Our company previously used a home-grown project solution. It worked very well and was very user-friendly, but unfortunately did not have the capability to disseminate data from different regions or parts of our organization. Reporting in the system was very minimal and we utilized several solutions (including MS SharePoint) to share deliverables and other collaborative data to complete projects. We did evaluate other solutions (such as Oracle) but based on our organization’s needs, and promises made by the CA sales team on the system capabilities, we found that CA PPM was the best option for us.

How was the initial setup?

The initial set-up and configuration was very time-consuming and complex. Over a year after the initial install we are still fighting through some issues. Building the user database can be very daunting, but the worst is getting the projects migrated over from our old system. There was a lot of heartburn from that process, even though CA system architects promised us a smooth migration. Setting up Work Breakdown Structures (WBS) and Organizational Business Structures (OBS) are also very complex and sometimes confusing tasks. Cross-over from divisions within the organization can be very difficult.

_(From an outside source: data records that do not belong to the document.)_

//! OPNsense client and resource adapters.
//!
//! Builds one controller per appliance subsystem over a shared transport and
//! exposes typed create, read, update and delete operations for routes, VLANs
//! and Unbound DNS objects.

#![deny(missing_docs)]

pub mod client;
pub mod interfaces;
pub mod models;
pub mod resource;
pub mod routes;
pub mod unbound;

pub use client::{OpnsenseClient, OpnsenseClientBuilder};
pub use models::{
    InterfacesVlan, Route, UnboundDomainOverride, UnboundForward, UnboundHostAlias,
    UnboundHostOverride,
};
pub use resource::{ApiResource, Endpoints};

/// Convenient result alias that reuses the shared OPNsense error type.
pub type Result<T> = opnsense_core::Result<T>;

What about the implementation team?

Our implementation was completed by CA Systems Architects in collaboration with our in-house team responsible for the system health and performance. The best advice I can give to anyone thinking of utilizing this tool is to create a rock-solid requirements document and make sure that you stick to your guns on what you want out of the system. If the System Architect that they provide you is not giving good customer service or is not willing to step back and explain the configurations that are being done on the system, stop the person and contact your sales representative immediately. Do not proceed with the configuration until you get the answers you are looking for, or your go-live can be pushed back quite a bit.

What's my experience with pricing, setup cost, and licensing?

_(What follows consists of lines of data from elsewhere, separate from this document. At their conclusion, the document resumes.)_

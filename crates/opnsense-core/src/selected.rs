//! Decoding of the appliance's "selected option" enumerations.
//!
//! Option fields come back from `get*` endpoints as every candidate the
//! appliance knows about, each flagged with whether it is the current choice:
//!
//! ```json
//! "gateway": {
//!     "WAN_DHCP": { "value": "WAN_DHCP - 10.0.0.1", "selected": 0 },
//!     "Null4":    { "value": "Null4 - 127.0.0.1",   "selected": 1 }
//! }
//! ```
//!
//! [`SelectedMap`] collapses that into the selected key (`"Null4"`). When the
//! same type is sent back in a request it serializes as the bare key, which is
//! what the `add*`/`set*` endpoints expect.

use serde::de::{Deserializer, Error as _};
use serde::{Deserialize, Serialize, Serializer};
use std::collections::BTreeMap;
use std::fmt;

/// Value of the `selected` flag marking the chosen entry.
const SELECTED: i64 = 1;

#[derive(Debug, Deserialize)]
struct OptionEntry {
    #[serde(default)]
    #[allow(dead_code)]
    value: String,
    #[serde(default)]
    selected: i64,
}

impl OptionEntry {
    const fn is_selected(&self) -> bool {
        self.selected == SELECTED
    }
}

/// Candidate map as sent by the appliance; `null` entries and a `null` map
/// carry no selection.
type OptionEntries = Option<BTreeMap<String, Option<OptionEntry>>>;

/// Key of the selected entry of an appliance enumeration.
///
/// The decode is lossy: only the selection survives, not the candidate list.
/// An empty string means no entry was selected.
#[derive(Debug, Clone, Default, PartialEq, Eq, Hash, PartialOrd, Ord)]
pub struct SelectedMap(String);

impl SelectedMap {
    /// Wraps an already-selected key.
    #[must_use]
    pub fn new(key: impl Into<String>) -> Self {
        Self(key.into())
    }

    /// Decodes an enumeration from raw JSON bytes.
    ///
    /// # Errors
    ///
    /// Returns the parser error when `data` is not a map of
    /// `{ "value": string, "selected": integer }` records.
    pub fn decode(data: &[u8]) -> Result<Self, serde_json::Error> {
        serde_json::from_slice(data)
    }

    /// Encodes the selection as the bare JSON string.
    ///
    /// # Errors
    ///
    /// Only fails if the serializer itself fails.
    pub fn encode(&self) -> Result<Vec<u8>, serde_json::Error> {
        serde_json::to_vec(self)
    }

    /// The selected key.
    #[must_use]
    pub fn as_str(&self) -> &str {
        &self.0
    }

    /// Converts into the selected key.
    #[must_use]
    pub fn into_string(self) -> String {
        self.0
    }

    /// True when nothing was selected.
    #[must_use]
    pub fn is_empty(&self) -> bool {
        self.0.is_empty()
    }

    /// Picks the selected key out of a decoded enumeration.
    ///
    /// Several entries claiming `selected: 1` violate the appliance's own
    /// invariant; the lexicographically smallest such key wins so the result
    /// does not depend on map order.
    fn from_entries(entries: &BTreeMap<String, Option<OptionEntry>>) -> Self {
        entries
            .iter()
            .find(|(_, entry)| entry.as_ref().is_some_and(OptionEntry::is_selected))
            .map(|(key, _)| Self(key.clone()))
            .unwrap_or_default()
    }
}

impl<'de> Deserialize<'de> for SelectedMap {
    fn deserialize<D>(deserializer: D) -> Result<Self, D::Error>
    where
        D: Deserializer<'de>,
    {
        let Some(entries) = OptionEntries::deserialize(deserializer).map_err(|err| {
            D::Error::custom(format!("expected a selected-option map: {err}"))
        })?
        else {
            return Ok(Self::default());
        };

        let selected_count = entries
            .values()
            .flatten()
            .filter(|entry| entry.is_selected())
            .count();
        if selected_count > 1 {
            tracing::debug!(
                selected_count,
                "enumeration has more than one selected entry; using the smallest key"
            );
        }

        Ok(Self::from_entries(&entries))
    }
}

impl Serialize for SelectedMap {
    fn serialize<S>(&self, serializer: S) -> Result<S::Ok, S::Error>
    where
        S: Serializer,
    {
        serializer.serialize_str(&self.0)
    }
}

impl From<String> for SelectedMap {
    fn from(key: String) -> Self {
        Self(key)
    }
}

impl From<&str> for SelectedMap {
    fn from(key: &str) -> Self {
        Self(key.to_string())
    }
}

impl From<SelectedMap> for String {
    fn from(selected: SelectedMap) -> Self {
        selected.0
    }
}

impl AsRef<str> for SelectedMap {
    fn as_ref(&self) -> &str {
        &self.0
    }
}

impl PartialEq<&str> for SelectedMap {
    fn eq(&self, other: &&str) -> bool {
        self.0 == *other
    }
}

impl fmt::Display for SelectedMap {
    fn fmt(&self, f: &mut fmt::Formatter<'_>) -> fmt::Result {
        f.write_str(&self.0)
    }
}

Licensing can be quite expensive, depending on the size of the organization. Even though there are many types of licenses (full, restricted and limited to name a few), the full licenses are the only way to utilize the system as intended and the cost per user is very high.

What other advice do I have?

For many of the project creation and lifecycle functionalities, it is quite useful, but the overall user feel and agility is lacking. In the gaming industry, project lifecycles are very short compared to a standard PMP model (typically a 16-18 week cycle for larger projects and as few as two days on some of the smaller projects). Because there can be many changes to the project team, schedule, project scope and other factors, we needed a system that could be agile. While CA PPM has many tools and reports, being able to make changes quickly or being able to pull specific data out of the system requires a large effort for a small amount of information. A specific issue I have with the tool is the fact that there is no true project schedule in the system (calendar view). The Gantt chart is very helpful and well built, but there is no resource schedule that can be pulled out of the system for an employee who wants to know when they are traveling, how long they will be on a customer site, or whether or not there is a double-booking or other conflict. This can be very frustrating to our teams, schedulers, and managers.

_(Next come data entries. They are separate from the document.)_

//! Unbound DNS resolver objects.
//!
//! Every Unbound object shares one reconfigure, which restarts the resolver.

use std::sync::Arc;

use opnsense_core::{ResourceId, Result, SubsystemController};

use crate::models::{
    UnboundDomainOverride, UnboundForward, UnboundHostAlias, UnboundHostOverride,
    UNBOUND_RECONFIGURE,
};
use crate::resource;

/// Unbound operations, serialized on the Unbound controller.
#[derive(Debug, Clone, Copy)]
pub struct Unbound<'a> {
    controller: &'a Arc<SubsystemController>,
}

impl<'a> Unbound<'a> {
    pub(crate) const fn new(controller: &'a Arc<SubsystemController>) -> Self {
        Self { controller }
    }

    /// Create a domain override.
    pub async fn add_domain_override(&self, domain: &UnboundDomainOverride) -> Result<ResourceId> {
        resource::create(self.controller, domain).await
    }

    /// Fetch a domain override.
    pub async fn get_domain_override(&self, id: &ResourceId) -> Result<UnboundDomainOverride> {
        resource::read(self.controller, id).await
    }

    /// Replace a domain override.
    pub async fn update_domain_override(
        &self,
        id: &ResourceId,
        domain: &UnboundDomainOverride,
    ) -> Result<()> {
        resource::update(self.controller, id, domain).await
    }

    /// Delete a domain override.
    pub async fn delete_domain_override(&self, id: &ResourceId) -> Result<()> {
        resource::delete::<UnboundDomainOverride>(self.controller, id).await
    }

    /// Create a host override.
    pub async fn add_host_override(&self, host: &UnboundHostOverride) -> Result<ResourceId> {
        resource::create(self.controller, host).await
    }

    /// Fetch a host override.
    pub async fn get_host_override(&self, id: &ResourceId) -> Result<UnboundHostOverride> {
        resource::read(self.controller, id).await
    }

    /// Replace a host override.
    pub async fn update_host_override(
        &self,
        id: &ResourceId,
        host: &UnboundHostOverride,
    ) -> Result<()> {
        resource::update(self.controller, id, host).await
    }

    /// Delete a host override.
    pub async fn delete_host_override(&self, id: &ResourceId) -> Result<()> {
        resource::delete::<UnboundHostOverride>(self.controller, id).await
    }

    /// Create a query forward.
    pub async fn add_forward(&self, forward: &UnboundForward) -> Result<ResourceId> {
        resource::create(self.controller, forward).await
    }

    /// Fetch a query forward.
    pub async fn get_forward(&self, id: &ResourceId) -> Result<UnboundForward> {
        resource::read(self.controller, id).await
    }

    /// Replace a query forward.
    pub async fn update_forward(&self, id: &ResourceId, forward: &UnboundForward) -> Result<()> {
        resource::update(self.controller, id, forward).await
    }

    /// Delete a query forward.
    pub async fn delete_forward(&self, id: &ResourceId) -> Result<()> {
        resource::delete::<UnboundForward>(self.controller, id).await
    }

    /// Create a host alias.
    pub async fn add_host_alias(&self, alias: &UnboundHostAlias) -> Result<ResourceId> {
        resource::create(self.controller, alias).await
    }

    /// Fetch a host alias.
    pub async fn get_host_alias(&self, id: &ResourceId) -> Result<UnboundHostAlias> {
        resource::read(self.controller, id).await
    }

    /// Replace a host alias.
    pub async fn update_host_alias(&self, id: &ResourceId, alias: &UnboundHostAlias) -> Result<()> {
        resource::update(self.controller, id, alias).await
    }

    /// Delete a host alias.
    pub async fn delete_host_alias(&self, id: &ResourceId) -> Result<()> {
        resource::delete::<UnboundHostAlias>(self.controller, id).await
    }

    /// Restart the resolver with the stored configuration.
    pub async fn reconfigure(&self) -> Result<()> {
        resource::reconfigure(self.controller, UNBOUND_RECONFIGURE).await
    }
}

The best advice I can give anyone looking at this tool for their organizational Portfolio/Program and Project Management needs is ask for very specific details from your sales representative. If they say that the system can do something, make them prove it in a demo. Many of the functions that they sold us on don’t exist or are much more challenging than they lead on. When it comes time to install, make sure the System Architect they send is comfortable with walking clients through the system processes and configurations. Our architect was not friendly and was clearly uncomfortable in front of an “audience”. He was also very confrontational in many instances. If you start to see this in your architect, halt all proceedings and get a replacement ASAP. If not, you can be looking at a lengthy delay in deployment.

Disclosure: I am a real user, and this review is based on my own experience and opinions.